From the first line of the data below through the line holding "until the interview", write out each line exactly as it stands.

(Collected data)
:::::

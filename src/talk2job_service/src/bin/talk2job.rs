use std::sync::Arc;

use reqwest::Client as HttpClient;
use talk2job_adapters::{
    config::Settings,
    identity::HttpIdentityClient,
    persistence::{DashMapInterviewStore, PostgresUserStore, RedisSessionStore},
};
use talk2job_service::{Talk2JobService, configure_postgresql, configure_redis, init_tracing};
use tokio::sync::Mutex;

#[tokio::main]
async fn main() -> Result<(), Box<dyn std::error::Error>> {
    dotenvy::dotenv().ok();
    color_eyre::install().expect("Failed to install color_eyre");
    init_tracing().expect("Failed to initialize tracing");

    let settings = Settings::load();

    let pg_pool = configure_postgresql().await;
    let redis_conn = Arc::new(Mutex::new(configure_redis()));

    let user_store = PostgresUserStore::new(pg_pool);
    let session_store = RedisSessionStore::new(redis_conn, settings.session.ttl_seconds as u64);
    // Interview listings are still served in-process until the interview
    // service grows its own storage.
    let interview_store = DashMapInterviewStore::new();

    let http_client = HttpClient::builder()
        .timeout(std::time::Duration::from_secs(10))
        .build()?;
    let identity_provider = HttpIdentityClient::new(
        settings.identity.base_url.clone(),
        settings.identity.api_key.clone(),
        http_client,
    );

    let service = Talk2JobService::new(
        identity_provider,
        user_store,
        session_store,
        interview_store,
    );

    let listener = tokio::net::TcpListener::bind(&settings.app.address).await?;
    service
        .run_standalone(listener, Some(settings.app.allowed_origins.clone()))
        .await?;

    Ok(())
}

:::::

§ **RESPONSE AREA**
filename src/talk2job_service/src/bin/talk2job.rs
use std::sync::Arc;

use reqwest::Client as HttpClient;
use talk2job_adapters::{
    config::Settings,
    identity::HttpIdentityClient,
    persistence::{DashMapInterviewStore, PostgresUserStore, RedisSessionStore},
};
use talk2job_service::{Talk2JobService, configure_postgresql, configure_redis, init_tracing};
use tokio::sync::Mutex;

#[tokio::main]
async fn main() -> Result<(), Box<dyn std::error::Error>> {
    dotenvy::dotenv().ok();
    color_eyre::install().expect("Failed to install color_eyre");
    init_tracing().expect("Failed to initialize tracing");

    let settings = Settings::load();

    let pg_pool = configure_postgresql().await;
    let redis_conn = Arc::new(Mutex::new(configure_redis()));

    let user_store = PostgresUserStore::new(pg_pool);
    let session_store = RedisSessionStore::new(redis_conn, settings.session.ttl_seconds as u64);
    // Interview listings are still served in-process until the interview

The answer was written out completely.